-- Data records follows --

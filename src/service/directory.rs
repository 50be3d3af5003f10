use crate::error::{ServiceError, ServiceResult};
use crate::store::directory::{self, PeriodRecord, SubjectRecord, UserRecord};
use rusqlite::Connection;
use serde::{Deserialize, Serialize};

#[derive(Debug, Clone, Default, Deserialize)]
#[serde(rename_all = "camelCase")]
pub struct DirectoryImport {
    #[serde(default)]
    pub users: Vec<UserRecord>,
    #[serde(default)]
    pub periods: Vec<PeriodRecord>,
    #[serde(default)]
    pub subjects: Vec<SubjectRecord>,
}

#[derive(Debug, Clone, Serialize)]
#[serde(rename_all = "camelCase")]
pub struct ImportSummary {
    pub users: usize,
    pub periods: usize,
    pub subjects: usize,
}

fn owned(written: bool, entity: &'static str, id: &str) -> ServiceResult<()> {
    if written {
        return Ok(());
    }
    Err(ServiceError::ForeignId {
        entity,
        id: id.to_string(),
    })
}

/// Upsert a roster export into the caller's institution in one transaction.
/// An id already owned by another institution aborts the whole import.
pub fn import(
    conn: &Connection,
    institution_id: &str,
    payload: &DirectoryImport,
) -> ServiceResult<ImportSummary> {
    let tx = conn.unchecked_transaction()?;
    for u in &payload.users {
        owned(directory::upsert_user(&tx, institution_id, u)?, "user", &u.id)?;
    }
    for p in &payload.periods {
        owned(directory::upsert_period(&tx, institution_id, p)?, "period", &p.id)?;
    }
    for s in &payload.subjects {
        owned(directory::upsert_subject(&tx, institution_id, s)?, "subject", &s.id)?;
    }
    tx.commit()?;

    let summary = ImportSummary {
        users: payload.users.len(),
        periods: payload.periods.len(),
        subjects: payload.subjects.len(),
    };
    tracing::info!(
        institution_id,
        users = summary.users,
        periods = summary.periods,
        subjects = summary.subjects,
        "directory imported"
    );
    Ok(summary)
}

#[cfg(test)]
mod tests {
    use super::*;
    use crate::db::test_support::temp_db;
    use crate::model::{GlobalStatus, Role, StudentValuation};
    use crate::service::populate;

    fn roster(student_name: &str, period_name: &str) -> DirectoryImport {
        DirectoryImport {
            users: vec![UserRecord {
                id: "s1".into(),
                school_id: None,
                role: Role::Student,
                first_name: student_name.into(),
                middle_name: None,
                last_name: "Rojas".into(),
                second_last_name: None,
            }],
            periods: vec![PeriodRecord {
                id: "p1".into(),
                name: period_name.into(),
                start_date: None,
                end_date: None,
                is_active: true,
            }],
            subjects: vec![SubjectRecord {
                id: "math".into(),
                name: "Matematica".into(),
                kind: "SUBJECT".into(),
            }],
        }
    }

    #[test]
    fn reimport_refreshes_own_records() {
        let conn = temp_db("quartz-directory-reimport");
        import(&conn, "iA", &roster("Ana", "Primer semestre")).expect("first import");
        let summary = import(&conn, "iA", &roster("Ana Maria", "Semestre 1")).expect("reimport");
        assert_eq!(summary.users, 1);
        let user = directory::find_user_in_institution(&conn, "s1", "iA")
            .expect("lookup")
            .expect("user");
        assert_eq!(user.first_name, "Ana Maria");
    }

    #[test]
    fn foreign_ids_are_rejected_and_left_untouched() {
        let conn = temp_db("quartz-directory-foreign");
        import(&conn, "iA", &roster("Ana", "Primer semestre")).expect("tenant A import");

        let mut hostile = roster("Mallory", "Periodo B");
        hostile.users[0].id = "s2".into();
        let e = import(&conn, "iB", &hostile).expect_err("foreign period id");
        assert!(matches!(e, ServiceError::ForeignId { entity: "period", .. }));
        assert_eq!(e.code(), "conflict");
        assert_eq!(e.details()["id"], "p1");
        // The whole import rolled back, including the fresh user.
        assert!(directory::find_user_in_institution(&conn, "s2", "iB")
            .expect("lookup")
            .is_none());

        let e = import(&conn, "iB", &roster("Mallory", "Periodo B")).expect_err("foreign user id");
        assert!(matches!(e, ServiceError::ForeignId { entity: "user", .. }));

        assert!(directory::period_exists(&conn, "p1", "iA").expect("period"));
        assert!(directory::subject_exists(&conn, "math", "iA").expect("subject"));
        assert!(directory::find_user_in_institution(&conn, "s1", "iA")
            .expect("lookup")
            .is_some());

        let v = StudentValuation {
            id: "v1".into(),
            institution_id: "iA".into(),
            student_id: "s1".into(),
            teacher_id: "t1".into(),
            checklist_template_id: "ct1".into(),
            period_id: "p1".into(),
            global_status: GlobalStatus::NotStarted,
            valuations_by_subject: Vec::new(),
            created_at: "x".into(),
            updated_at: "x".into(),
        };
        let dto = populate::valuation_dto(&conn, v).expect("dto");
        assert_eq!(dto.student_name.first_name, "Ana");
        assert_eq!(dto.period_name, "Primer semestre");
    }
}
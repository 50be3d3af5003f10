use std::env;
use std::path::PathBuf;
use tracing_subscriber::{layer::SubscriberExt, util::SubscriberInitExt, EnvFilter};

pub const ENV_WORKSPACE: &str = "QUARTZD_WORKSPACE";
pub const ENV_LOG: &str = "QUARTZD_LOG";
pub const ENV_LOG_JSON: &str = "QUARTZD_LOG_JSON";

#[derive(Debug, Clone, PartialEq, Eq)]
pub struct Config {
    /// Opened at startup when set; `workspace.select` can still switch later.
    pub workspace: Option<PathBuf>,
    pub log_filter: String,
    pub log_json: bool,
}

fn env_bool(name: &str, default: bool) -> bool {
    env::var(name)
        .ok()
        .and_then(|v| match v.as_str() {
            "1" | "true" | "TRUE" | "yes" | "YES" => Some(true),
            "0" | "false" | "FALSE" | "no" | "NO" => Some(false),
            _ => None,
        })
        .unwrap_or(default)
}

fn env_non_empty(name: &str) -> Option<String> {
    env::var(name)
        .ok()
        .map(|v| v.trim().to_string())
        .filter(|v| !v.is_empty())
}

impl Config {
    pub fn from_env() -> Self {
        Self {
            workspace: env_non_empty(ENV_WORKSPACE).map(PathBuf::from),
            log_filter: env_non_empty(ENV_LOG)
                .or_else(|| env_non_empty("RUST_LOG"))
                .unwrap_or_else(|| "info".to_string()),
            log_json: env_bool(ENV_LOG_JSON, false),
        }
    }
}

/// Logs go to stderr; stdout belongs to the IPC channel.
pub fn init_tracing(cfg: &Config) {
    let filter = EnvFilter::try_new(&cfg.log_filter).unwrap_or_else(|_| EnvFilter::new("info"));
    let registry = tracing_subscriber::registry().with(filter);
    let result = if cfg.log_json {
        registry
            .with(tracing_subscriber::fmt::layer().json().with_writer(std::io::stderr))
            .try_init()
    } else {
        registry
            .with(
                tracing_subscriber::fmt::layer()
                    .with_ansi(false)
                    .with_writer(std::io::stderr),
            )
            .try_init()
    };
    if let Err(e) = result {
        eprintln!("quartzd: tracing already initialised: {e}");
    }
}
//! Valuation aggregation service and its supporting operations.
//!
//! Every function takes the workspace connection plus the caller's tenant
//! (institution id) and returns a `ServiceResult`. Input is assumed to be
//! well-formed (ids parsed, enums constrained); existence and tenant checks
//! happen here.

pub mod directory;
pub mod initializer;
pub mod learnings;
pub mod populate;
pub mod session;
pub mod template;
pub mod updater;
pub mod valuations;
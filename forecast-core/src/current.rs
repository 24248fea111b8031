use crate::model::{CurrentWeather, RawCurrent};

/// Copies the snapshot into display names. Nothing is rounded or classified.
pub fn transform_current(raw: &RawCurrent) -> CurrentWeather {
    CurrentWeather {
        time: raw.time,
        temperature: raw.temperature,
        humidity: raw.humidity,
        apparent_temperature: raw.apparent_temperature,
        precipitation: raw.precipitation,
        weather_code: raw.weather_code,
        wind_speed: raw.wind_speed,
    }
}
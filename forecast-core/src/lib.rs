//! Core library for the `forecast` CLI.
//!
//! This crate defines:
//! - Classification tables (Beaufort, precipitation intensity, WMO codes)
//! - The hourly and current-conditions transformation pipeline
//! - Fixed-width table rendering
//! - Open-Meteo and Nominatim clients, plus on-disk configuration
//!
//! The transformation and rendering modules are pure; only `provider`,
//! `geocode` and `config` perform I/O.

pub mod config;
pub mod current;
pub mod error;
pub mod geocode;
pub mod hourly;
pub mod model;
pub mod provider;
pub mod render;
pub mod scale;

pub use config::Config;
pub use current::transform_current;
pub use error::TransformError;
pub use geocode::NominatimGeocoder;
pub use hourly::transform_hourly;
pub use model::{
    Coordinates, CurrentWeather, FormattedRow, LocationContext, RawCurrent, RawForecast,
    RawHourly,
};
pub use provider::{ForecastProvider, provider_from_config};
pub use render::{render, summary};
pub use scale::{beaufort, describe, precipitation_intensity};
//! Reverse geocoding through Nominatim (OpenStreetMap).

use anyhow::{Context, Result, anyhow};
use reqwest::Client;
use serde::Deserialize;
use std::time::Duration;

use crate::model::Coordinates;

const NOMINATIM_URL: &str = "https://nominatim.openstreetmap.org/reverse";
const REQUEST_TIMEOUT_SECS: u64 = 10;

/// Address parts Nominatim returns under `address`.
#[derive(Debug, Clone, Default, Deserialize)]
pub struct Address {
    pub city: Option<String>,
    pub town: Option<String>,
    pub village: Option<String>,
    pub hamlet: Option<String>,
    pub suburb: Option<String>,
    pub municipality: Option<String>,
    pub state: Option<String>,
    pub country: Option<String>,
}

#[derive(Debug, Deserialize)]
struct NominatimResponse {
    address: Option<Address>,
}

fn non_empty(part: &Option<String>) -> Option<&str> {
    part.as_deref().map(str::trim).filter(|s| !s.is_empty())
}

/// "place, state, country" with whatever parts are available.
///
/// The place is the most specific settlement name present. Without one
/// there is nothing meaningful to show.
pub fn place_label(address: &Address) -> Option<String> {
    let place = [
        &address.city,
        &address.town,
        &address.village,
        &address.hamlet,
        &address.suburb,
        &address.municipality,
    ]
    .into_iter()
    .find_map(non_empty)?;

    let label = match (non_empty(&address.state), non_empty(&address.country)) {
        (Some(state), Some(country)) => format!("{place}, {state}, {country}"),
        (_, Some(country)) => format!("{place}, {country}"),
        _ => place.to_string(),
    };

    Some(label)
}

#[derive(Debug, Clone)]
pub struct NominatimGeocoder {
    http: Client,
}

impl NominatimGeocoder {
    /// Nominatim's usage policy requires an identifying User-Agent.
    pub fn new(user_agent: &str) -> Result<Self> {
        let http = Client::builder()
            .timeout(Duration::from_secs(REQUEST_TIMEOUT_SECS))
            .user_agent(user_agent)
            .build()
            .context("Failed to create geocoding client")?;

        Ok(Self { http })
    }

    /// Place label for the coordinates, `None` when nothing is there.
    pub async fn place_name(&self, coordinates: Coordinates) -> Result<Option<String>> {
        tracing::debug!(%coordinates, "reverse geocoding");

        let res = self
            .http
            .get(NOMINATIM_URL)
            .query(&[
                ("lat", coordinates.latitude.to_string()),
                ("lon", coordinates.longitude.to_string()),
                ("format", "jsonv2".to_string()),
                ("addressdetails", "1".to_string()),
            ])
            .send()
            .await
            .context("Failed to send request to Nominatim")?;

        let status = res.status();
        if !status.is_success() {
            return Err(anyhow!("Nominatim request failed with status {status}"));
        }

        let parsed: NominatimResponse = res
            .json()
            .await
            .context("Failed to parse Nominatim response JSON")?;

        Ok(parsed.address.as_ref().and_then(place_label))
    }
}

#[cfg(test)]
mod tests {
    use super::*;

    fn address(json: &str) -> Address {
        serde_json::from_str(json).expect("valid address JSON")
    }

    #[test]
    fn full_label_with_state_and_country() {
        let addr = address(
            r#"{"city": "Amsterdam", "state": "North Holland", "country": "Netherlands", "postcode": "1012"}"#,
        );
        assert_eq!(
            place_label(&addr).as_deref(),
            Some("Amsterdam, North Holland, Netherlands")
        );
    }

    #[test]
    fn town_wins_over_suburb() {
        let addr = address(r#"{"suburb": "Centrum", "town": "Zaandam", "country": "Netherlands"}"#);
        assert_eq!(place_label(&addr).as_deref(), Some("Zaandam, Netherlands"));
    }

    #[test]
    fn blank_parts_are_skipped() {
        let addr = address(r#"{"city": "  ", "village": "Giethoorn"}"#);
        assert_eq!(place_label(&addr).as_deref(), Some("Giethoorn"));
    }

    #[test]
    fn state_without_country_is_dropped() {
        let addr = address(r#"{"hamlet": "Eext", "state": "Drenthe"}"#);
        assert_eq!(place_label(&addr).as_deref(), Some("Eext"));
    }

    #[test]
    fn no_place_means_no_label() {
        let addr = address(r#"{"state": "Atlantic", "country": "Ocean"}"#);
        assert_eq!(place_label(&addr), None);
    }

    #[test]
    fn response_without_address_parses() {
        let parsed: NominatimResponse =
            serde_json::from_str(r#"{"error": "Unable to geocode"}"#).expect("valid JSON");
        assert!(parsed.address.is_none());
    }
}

-- Data records concluded --

▸ **Task to carry out**: Go through the listing above and locate each line that holds the word "Primer". Copy those lines.

▸ **Answer to the exercise**:
        import(&conn, "iA", &roster("Ana", "Primer semestre")).expect("first import");
        import(&conn, "iA", &roster("Ana", "Primer semestre")).expect("tenant A import");
        assert_eq!(dto.period_name, "Primer semestre");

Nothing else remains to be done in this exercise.